Currently, comprehensive design tools for hydraulic fracturing treatments of shale gas reservoirs appear not available. These tools should have the capabilities to incorporate stress field, natural fractures and lithology heterogeneity of the reservoirs and model complicated fracture networks in shale gas reservoirs. However, microseismic mapping has been widely used to monitor hydraulic fracturing job responses, to help control job execution processes, and to evaluate stimulation results. Microseismic responses reflect the collective effects of the reservoir characteristics and hydraulic fracturing treatments, and can be indicative for the productivity of the post-HFT reservoirs.

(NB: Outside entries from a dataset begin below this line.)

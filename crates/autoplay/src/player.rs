use crate::{best_placement, AutoAction, AutoplayConfig, StepRecord};
use cosmic_golf_core::{
    Caddie, Card, Cell, DrawSource, HoleResult, Interaction, RngState, RunError, ShopView,
    TableView,
};
use log::{debug, info, warn};

/// Greedy decision maker. Every choice is deterministic for a given seed.
#[derive(Debug)]
pub struct AutoPlayer {
    config: AutoplayConfig,
    rng: RngState,
    planned: Option<Cell>,
    hole: u8,
    trace: Vec<StepRecord>,
    holes: Vec<HoleResult>,
}

impl AutoPlayer {
    pub fn new(config: AutoplayConfig) -> Self {
        Self {
            config,
            rng: RngState::from_seed(config.seed.wrapping_add(1)),
            planned: None,
            hole: 0,
            trace: Vec::new(),
            holes: Vec::new(),
        }
    }

    pub fn trace(&self) -> &[StepRecord] {
        &self.trace
    }

    pub fn holes(&self) -> &[HoleResult] {
        &self.holes
    }

    pub fn into_parts(self) -> (Vec<StepRecord>, Vec<HoleResult>) {
        (self.trace, self.holes)
    }

    fn record(&mut self, action: AutoAction, money: i64) {
        let step = self.trace.len() as u32 + 1;
        debug!("autoplay step {step}: {}", action.short_label());
        self.trace.push(StepRecord {
            step,
            hole: self.hole,
            action,
            money,
        });
    }

    fn threshold(&self) -> i64 {
        self.config.discard_take_threshold.max(0)
    }

    fn placement_for(&self, view: &TableView<'_>, card: Card, hidden_only: bool) -> Option<Cell> {
        best_placement(
            view.grid,
            view.caddies,
            self.config.hidden_estimate,
            card,
            hidden_only,
        )
        .map(|placement| placement.cell)
    }
}

impl Interaction for AutoPlayer {
    fn choose_reveal_target(&mut self, view: &TableView<'_>) -> Cell {
        let hidden = view.hidden_cells();
        let cell = if hidden.is_empty() {
            Cell::new(0, 0)
        } else {
            hidden[(self.rng.next_u64() % hidden.len() as u64) as usize]
        };
        self.record(AutoAction::Reveal { cell }, view.money);
        cell
    }

    fn choose_turn_action(&mut self, view: &TableView<'_>) -> DrawSource {
        self.planned = None;
        let source = match view.discard_top {
            // Once the stock is gone every turn must reveal a new cell.
            Some(top) if !view.can_draw(DrawSource::Stock) => {
                self.planned = self.placement_for(view, top, true);
                DrawSource::Discard
            }
            Some(top) => {
                let best = best_placement(
                    view.grid,
                    view.caddies,
                    self.config.hidden_estimate,
                    top,
                    false,
                );
                match best {
                    Some(placement) if placement.delta < -self.threshold() => {
                        self.planned = Some(placement.cell);
                        DrawSource::Discard
                    }
                    _ => DrawSource::Stock,
                }
            }
            None => DrawSource::Stock,
        };
        self.record(AutoAction::Draw { source }, view.money);
        source
    }

    fn choose_swap_or_keep(&mut self, view: &TableView<'_>, drawn: Card) -> bool {
        let best = best_placement(
            view.grid,
            view.caddies,
            self.config.hidden_estimate,
            drawn,
            false,
        );
        match best {
            Some(placement) if placement.delta < 0 => {
                self.planned = Some(placement.cell);
                true
            }
            _ => {
                self.record(AutoAction::Discard, view.money);
                false
            }
        }
    }

    fn choose_swap_target(&mut self, view: &TableView<'_>, drawn: Card) -> Cell {
        let cell = self
            .planned
            .take()
            .or_else(|| self.placement_for(view, drawn, !view.can_draw(DrawSource::Stock)))
            .or_else(|| view.hidden_cells().first().copied())
            .unwrap_or(Cell::new(0, 0));
        self.record(AutoAction::Swap { cell }, view.money);
        cell
    }

    fn choose_shop_purchase(&mut self, shop: &ShopView<'_>) -> Option<usize> {
        let pick = if self.config.shop {
            shop.affordable().min_by_key(|(_, caddie)| caddie.cost)
        } else {
            None
        };
        match pick {
            Some((index, caddie)) => {
                let name = caddie.name.clone();
                self.record(AutoAction::Buy { name }, shop.money);
                Some(index)
            }
            None => {
                self.record(AutoAction::LeaveShop, shop.money);
                None
            }
        }
    }

    fn on_hole_started(&mut self, view: &TableView<'_>) {
        self.hole = view.hole.hole;
        debug!("autoplay on hole {} (target {})", view.hole.hole, view.hole.target);
    }

    fn on_hole_result(&mut self, result: &HoleResult) {
        info!(
            "autoplay hole {}: score {} vs target {}",
            result.hole, result.score, result.target
        );
        self.holes.push(*result);
    }

    fn on_purchase(&mut self, caddie: &Caddie, money: i64) {
        info!("autoplay bought {} ({money} left)", caddie.name);
    }

    fn on_rejected(&mut self, error: &RunError) {
        warn!("autoplay choice rejected: {error}");
        self.trace.pop();
    }
}

#[cfg(test)]
mod tests {
    use super::*;
    use cosmic_golf_core::{default_catalog, Player};

    #[test]
    fn shop_buys_cheapest_affordable_offer() {
        let catalog = default_catalog();
        let owned = Vec::new();
        let shop = ShopView {
            offers: catalog.iter().collect(),
            money: 55,
            owned: &owned,
            next_hole: None,
        };
        let mut player = AutoPlayer::new(AutoplayConfig::default());
        assert_eq!(player.choose_shop_purchase(&shop), Some(2));
        assert_eq!(
            player.trace()[0].action,
            AutoAction::Buy {
                name: "Scavenger".to_string()
            }
        );

        let poor = ShopView { money: 30, ..shop };
        assert_eq!(player.choose_shop_purchase(&poor), None);
        assert_eq!(player.trace()[1].action, AutoAction::LeaveShop);
    }

    #[test]
    fn shopping_can_be_disabled() {
        let catalog = default_catalog();
        let player_state = Player::with_money(500);
        let shop = ShopView {
            offers: catalog.iter().collect(),
            money: player_state.money,
            owned: &player_state.caddies,
            next_hole: None,
        };
        let mut player = AutoPlayer::new(AutoplayConfig {
            shop: false,
            ..AutoplayConfig::default()
        });
        assert_eq!(player.choose_shop_purchase(&shop), None);
    }
}
pub use cosmic_golf_core::{Caddie, CaddieAbility, GameConfig, HoleConfig, Rank, RuleConfig};

pub const HOLES_FILE: &str = "holes.json";
pub const RULES_FILE: &str = "rules.json";
pub const CADDIES_FILE: &str = "caddies.json";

This study presents a practical methodology to model hydraulic fracturing induced fracture networks in shale gas reservoirs as a dual porosity system. This approach decouples complex reservoir characteristics and geomechanical factors from production response. Microseismic responses are used to delineate stimulated volumes from a HFT. Microseismic events and/or natural fracture intensity, along with HFT data and production history-matching analysis, provide calibration for HFT fracture intensity. The calibrated post-HFT fracture network is crucial for production prediction.